A história da imprensa brasileira tem muitos enigmas. Alguns deles: o que levou um dos mais bem sucedidos tipógrafos de Lisboa, Antonio Isidoro da Fonseca, a vir para o Rio de Janeiro, montar uma tipografia numa colônia onde as tipografias estavam proibidas?
Outro mistério relaciona-se com os prelos comprados na Inglaterra: por que razão não foram desembarcados em Lisboa e ficaram nos porões da nau Medusa que os trouxe para o Rio?
Um terceiro mistério é mais recente e, por isso, ainda mais intrigante: por que razão a maior parte da imprensa brasileira ignorou tão ostensivamente a sua festa dos 200 anos, há 10 dias, no 1° de junho?
Que pecado cometeu Hipólito da Costa para ser esquecido em uma data tão gloriosa?

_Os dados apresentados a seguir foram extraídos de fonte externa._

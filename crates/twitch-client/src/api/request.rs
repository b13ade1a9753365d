use reqwest::Method;
use reqwest::header::{ACCEPT, CONTENT_TYPE, HeaderMap, HeaderName, HeaderValue};
use serde::de::DeserializeOwned;
use serde_json::Value;
use url::Url;

use super::*;

const JSON: &str = "application/json";
const FORM_URLENCODED: &str = "application/x-www-form-urlencoded";

/// A request against the Twitch API before defaults are applied.
#[derive(Debug, Clone)]
pub struct ApiRequest {
    /// Path relative to the API host, or an absolute URL.
    pub path: String,
    pub query: Vec<(String, String)>,
    pub method: Method,
    /// Caller headers; these win over the defaults.
    pub headers: HeaderMap,
    pub body: Option<Value>,
}

impl ApiRequest {
    pub fn new(method: Method, path: impl Into<String>) -> Self {
        Self {
            path: path.into(),
            query: Vec::new(),
            method,
            headers: HeaderMap::new(),
            body: None,
        }
    }

    pub fn query(mut self, key: &str, value: impl ToString) -> Self {
        self.query.push((key.to_owned(), value.to_string()));
        self
    }

    /// Append a query pair only when a value is present.
    pub fn query_opt(self, key: &str, value: Option<impl ToString>) -> Self {
        match value {
            Some(v) => self.query(key, v),
            None => self,
        }
    }

    pub fn header(mut self, name: &str, value: &str) -> Result<Self, TwitchError> {
        let name = HeaderName::from_bytes(name.as_bytes())
            .map_err(|e| TwitchError::InvalidHeader(e.to_string()))?;
        let value =
            HeaderValue::from_str(value).map_err(|e| TwitchError::InvalidHeader(e.to_string()))?;
        self.headers.insert(name, value);
        Ok(self)
    }

    pub fn body(mut self, body: Value) -> Self {
        self.body = Some(body);
        self
    }
}

/// Request body after encoding for its content type.
#[derive(Debug, Clone, PartialEq, Eq)]
pub enum Body {
    Json(String),
    Form(String),
    /// Non-object payloads are sent as they are.
    Raw(String),
}

impl Body {
    pub fn encode(content_type: &str, body: &Value) -> Result<Self, TwitchError> {
        match body {
            Value::Object(map) if content_type.starts_with(FORM_URLENCODED) => {
                Ok(Self::Form(encode_form(map)))
            }
            Value::Object(_) if content_type.starts_with(JSON) => {
                Ok(Self::Json(serde_json::to_string(body)?))
            }
            Value::String(s) => Ok(Self::Raw(s.clone())),
            other => Ok(Self::Raw(other.to_string())),
        }
    }

    pub fn into_string(self) -> String {
        match self {
            Self::Json(s) | Self::Form(s) | Self::Raw(s) => s,
        }
    }
}

/// Form-encode an object. `null` entries are skipped and arrays expand
/// into one pair per element.
pub fn encode_form(map: &serde_json::Map<String, Value>) -> String {
    fn scalar(value: &Value) -> String {
        match value {
            Value::String(s) => s.clone(),
            other => other.to_string(),
        }
    }

    let mut form = url::form_urlencoded::Serializer::new(String::new());
    for (key, value) in map {
        match value {
            Value::Null => {}
            Value::Array(items) => {
                for item in items.iter().filter(|v| !v.is_null()) {
                    form.append_pair(key, &scalar(item));
                }
            }
            other => {
                form.append_pair(key, &scalar(other));
            }
        }
    }
    form.finish()
}

/// Decode a response body by status and content type.
///
/// Status >= 400 becomes [`TwitchError::ApiError`] carrying the parsed body,
/// 204 yields `null`, JSON is parsed (a JSON string holding JSON is
/// unwrapped once), and anything else is returned as a JSON string.
pub fn decode_body(status: u16, content_type: &str, text: &str) -> Result<Value, TwitchError> {
    let is_json = content_type.contains("json");

    if status >= 400 {
        let body = if is_json {
            serde_json::from_str(text).unwrap_or_else(|_| Value::String(text.to_owned()))
        } else {
            Value::String(text.to_owned())
        };
        return Err(TwitchError::ApiError { status, body });
    }

    if status == 204 {
        return Ok(Value::Null);
    }

    if !is_json {
        return Ok(Value::String(text.to_owned()));
    }

    match serde_json::from_str::<Value>(text)? {
        Value::String(inner) => Ok(serde_json::from_str(&inner).unwrap_or(Value::String(inner))),
        data => Ok(data),
    }
}

/// The base with a trailing slash, so relative joins keep its path prefix.
fn base_dir(base: &Url) -> Url {
    let mut dir = base.clone();
    if !dir.path().ends_with('/') {
        let with_slash = format!("{}/", dir.path());
        dir.set_path(&with_slash);
    }
    dir
}

/// Append path segments under a base URL. Each segment is percent-encoded
/// on its own, so `/` or `?` inside an id cannot change the route.
pub(super) fn endpoint_url(base: &Url, segments: &[&str]) -> Result<Url, TwitchError> {
    let mut url = base.clone();
    url.path_segments_mut()
        .map_err(|()| TwitchError::UrlParse(url::ParseError::RelativeUrlWithCannotBeABaseBase))?
        .pop_if_empty()
        .extend(segments);
    Ok(url)
}

impl TwitchApiClient {
    /// Resolve a request path against the API host.
    pub(super) fn api_url(&self, path: &str, query: &[(String, String)]) -> Result<Url, TwitchError> {
        let mut url = match Url::parse(path) {
            Ok(absolute) => absolute,
            Err(url::ParseError::RelativeUrlWithoutBase) => {
                base_dir(&self.config.api_base).join(path.trim_start_matches('/'))?
            }
            Err(e) => return Err(e.into()),
        };

        if !query.is_empty() {
            let mut pairs = url.query_pairs_mut();
            for (key, value) in query {
                pairs.append_pair(key, value);
            }
        }
        Ok(url)
    }

    /// Default headers merged with the caller's, plus `Client-ID`.
    pub(super) fn request_headers(&self, overrides: &HeaderMap) -> Result<HeaderMap, TwitchError> {
        let mut headers = HeaderMap::new();
        headers.insert(ACCEPT, HeaderValue::from_static(ACCEPT_V5));
        headers.insert(CONTENT_TYPE, HeaderValue::from_static(JSON));
        for (name, value) in overrides {
            headers.insert(name.clone(), value.clone());
        }
        if let Some(client_id) = &self.config.client_id {
            let value = HeaderValue::from_str(client_id)
                .map_err(|e| TwitchError::InvalidHeader(e.to_string()))?;
            headers.insert("client-id", value);
        }
        Ok(headers)
    }

    /// Send a request and decode the response.
    pub async fn request(&self, req: ApiRequest) -> Result<Value, TwitchError> {
        let url = self.api_url(&req.path, &req.query)?;
        let headers = self.request_headers(&req.headers)?;
        let content_type = headers
            .get(CONTENT_TYPE)
            .and_then(|v| v.to_str().ok())
            .unwrap_or(JSON)
            .to_owned();

        tracing::debug!(method = %req.method, url = %url, "Twitch API request");

        let mut builder = self.http.request(req.method, url.clone()).headers(headers);
        if let Some(body) = &req.body {
            builder = builder.body(Body::encode(&content_type, body)?.into_string());
        }

        let resp = builder.send().await?;
        let status = resp.status().as_u16();
        let resp_type = resp
            .headers()
            .get(CONTENT_TYPE)
            .and_then(|v| v.to_str().ok())
            .unwrap_or("text")
            .to_owned();
        let text = resp.text().await?;

        let decoded = decode_body(status, &resp_type, &text);
        if let Err(TwitchError::ApiError { status, body }) = &decoded {
            tracing::warn!(url = %url, status, %body, "Twitch API error");
        }
        decoded
    }

    pub async fn get(&self, path: &str, query: &[(&str, String)]) -> Result<Value, TwitchError> {
        self.request(with_query(ApiRequest::new(Method::GET, path), query))
            .await
    }

    pub async fn post(
        &self,
        path: &str,
        body: Value,
        query: &[(&str, String)],
    ) -> Result<Value, TwitchError> {
        self.request(with_query(ApiRequest::new(Method::POST, path), query).body(body))
            .await
    }

    pub async fn put(
        &self,
        path: &str,
        body: Value,
        query: &[(&str, String)],
    ) -> Result<Value, TwitchError> {
        self.request(with_query(ApiRequest::new(Method::PUT, path), query).body(body))
            .await
    }

    pub async fn delete(&self, path: &str, query: &[(&str, String)]) -> Result<Value, TwitchError> {
        self.request(with_query(ApiRequest::new(Method::DELETE, path), query))
            .await
    }

    /// GET and deserialize into an upstream record type.
    pub(super) async fn get_json<T: DeserializeOwned>(
        &self,
        path: &str,
        query: &[(&str, String)],
    ) -> Result<T, TwitchError> {
        let value = self.get(path, query).await?;
        Ok(serde_json::from_value(value)?)
    }
}

fn with_query(req: ApiRequest, query: &[(&str, String)]) -> ApiRequest {
    query
        .iter()
        .fold(req, |req, (key, value)| req.query(key, value))
}

#[cfg(test)]
mod tests {
    use super::*;
    use serde_json::json;

    fn client(client_id: Option<&str>) -> TwitchApiClient {
        TwitchApiClient::new(ClientConfig::new(client_id.map(String::from)))
    }

    #[test]
    fn relative_path_is_joined_onto_api_host() {
        let url = client(None)
            .api_url(
                "kraken/streams",
                &[("limit".into(), "25".into()), ("offset".into(), "0".into())],
            )
            .unwrap();
        assert_eq!(url.as_str(), "https://api.twitch.tv/kraken/streams?limit=25&offset=0");
    }

    #[test]
    fn absolute_url_overrides_api_host() {
        let url = client(None)
            .api_url("https://usher.ttvnw.net/api/channel/hls/x.m3u8", &[])
            .unwrap();
        assert_eq!(url.host_str(), Some("usher.ttvnw.net"));
        assert_eq!(url.path(), "/api/channel/hls/x.m3u8");
        assert!(url.query().is_none());
    }

    #[test]
    fn api_base_with_path_keeps_its_prefix() {
        let config = ClientConfig::new(None).with_bases(
            Url::parse("http://proxy.local/twitch").unwrap(),
            Url::parse("http://proxy.local/usher").unwrap(),
        );
        let url = TwitchApiClient::new(config)
            .api_url("/helix/games", &[("id".into(), "1".into())])
            .unwrap();
        assert_eq!(url.as_str(), "http://proxy.local/twitch/helix/games?id=1");
    }

    #[test]
    fn endpoint_segments_keep_base_prefix() {
        let base = Url::parse("http://proxy.local/usher").unwrap();
        let url = endpoint_url(&base, &["api", "channel", "hls", "x.m3u8"]).unwrap();
        assert_eq!(url.as_str(), "http://proxy.local/usher/api/channel/hls/x.m3u8");

        let base = Url::parse("https://api.twitch.tv").unwrap();
        let url = endpoint_url(&base, &["kraken", "channels", "1"]).unwrap();
        assert_eq!(url.as_str(), "https://api.twitch.tv/kraken/channels/1");
    }

    #[test]
    fn endpoint_segments_are_encoded() {
        let base = Url::parse("https://api.twitch.tv/").unwrap();
        let url = endpoint_url(&base, &["kraken", "channels", "a/b?x=y"]).unwrap();
        assert_eq!(url.path(), "/kraken/channels/a%2Fb%3Fx=y");
        assert_eq!(url.query(), None);
    }

    #[test]
    fn absent_query_values_are_omitted() {
        let req = ApiRequest::new(Method::GET, "kraken/streams")
            .query("limit", 25)
            .query_opt("game", None::<&str>)
            .query_opt("language", Some("en"));
        assert_eq!(
            req.query,
            vec![
                ("limit".to_string(), "25".to_string()),
                ("language".to_string(), "en".to_string()),
            ]
        );
    }

    #[test]
    fn default_headers_pin_v5_and_inject_client_id() {
        let headers = client(Some("abc")).request_headers(&HeaderMap::new()).unwrap();
        assert_eq!(headers[ACCEPT], ACCEPT_V5);
        assert_eq!(headers[CONTENT_TYPE], "application/json");
        assert_eq!(headers["client-id"], "abc");
    }

    #[test]
    fn client_id_header_is_omitted_without_credential() {
        let headers = client(None).request_headers(&HeaderMap::new()).unwrap();
        assert!(headers.get("client-id").is_none());
    }

    #[test]
    fn caller_headers_override_defaults() {
        let req = ApiRequest::new(Method::POST, "x")
            .header("Content-Type", FORM_URLENCODED)
            .unwrap();
        let headers = client(None).request_headers(&req.headers).unwrap();
        assert_eq!(headers[CONTENT_TYPE], FORM_URLENCODED);
        assert_eq!(headers[ACCEPT], ACCEPT_V5);
    }

    #[test]
    fn body_encoding_follows_content_type() {
        let body = json!({ "a": 1, "b": "x y" });
        assert_eq!(
            Body::encode("application/json", &body).unwrap(),
            Body::Json(r#"{"a":1,"b":"x y"}"#.into())
        );
        assert_eq!(
            Body::encode(FORM_URLENCODED, &body).unwrap(),
            Body::Form("a=1&b=x+y".into())
        );
        assert_eq!(
            Body::encode("application/json", &json!("raw")).unwrap(),
            Body::Raw("raw".into())
        );
    }

    #[test]
    fn form_encoding_skips_null_and_repeats_arrays() {
        let body = json!({ "id": ["1", "2"], "skip": null, "q": "a&b" });
        let encoded = encode_form(body.as_object().unwrap());
        assert_eq!(encoded, "id=1&id=2&q=a%26b");
    }

    #[test]
    fn no_content_is_null_for_any_content_type() {
        assert_eq!(decode_body(204, "application/json", "").unwrap(), Value::Null);
        assert_eq!(decode_body(204, "text/plain", "").unwrap(), Value::Null);
    }

    #[test]
    fn json_body_is_parsed_and_string_json_unwrapped_once() {
        assert_eq!(
            decode_body(200, "application/json; charset=utf-8", r#"{"a":1}"#).unwrap(),
            json!({ "a": 1 })
        );
        assert_eq!(
            decode_body(200, "application/json", r#""{\"a\":1}""#).unwrap(),
            json!({ "a": 1 })
        );
        assert_eq!(
            decode_body(200, "application/json", r#""plain""#).unwrap(),
            json!("plain")
        );
    }

    #[test]
    fn text_body_is_returned_raw() {
        assert_eq!(
            decode_body(200, "text/html", "<p>hi</p>").unwrap(),
            json!("<p>hi</p>")
        );
    }

    #[test]
    fn error_status_carries_parsed_or_raw_body() {
        match decode_body(404, "application/json", r#"{"error":"Not Found"}"#) {
            Err(TwitchError::ApiError { status, body }) => {
                assert_eq!(status, 404);
                assert_eq!(body, json!({ "error": "Not Found" }));
            }
            other => panic!("unexpected: {other:?}"),
        }
        match decode_body(500, "text/plain", "boom") {
            Err(TwitchError::ApiError { status, body }) => {
                assert_eq!(status, 500);
                assert_eq!(body, json!("boom"));
            }
            other => panic!("unexpected: {other:?}"),
        }
    }

    #[test]
    fn malformed_json_success_body_is_a_parse_error() {
        assert!(matches!(
            decode_body(200, "application/json", "{not json"),
            Err(TwitchError::Json(_))
        ));
    }
}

O que há de errado na sua biografia para incomodar tanto os donos da verdade? Só porque era maçom, só porque combateu a censura e a inquisição, deve Hipólito ser condenado ao esquecimento?
Dois prestigiosos jornais, os únicos que não aceitaram o pacto de silêncio em torno dos 200 anos, poderiam oferecer alguma pista a respeito desta censura histórica ou histórica censura. Com a palavra, a Folha de S. Paulo e o Correio Braziliense do Distrito Federal.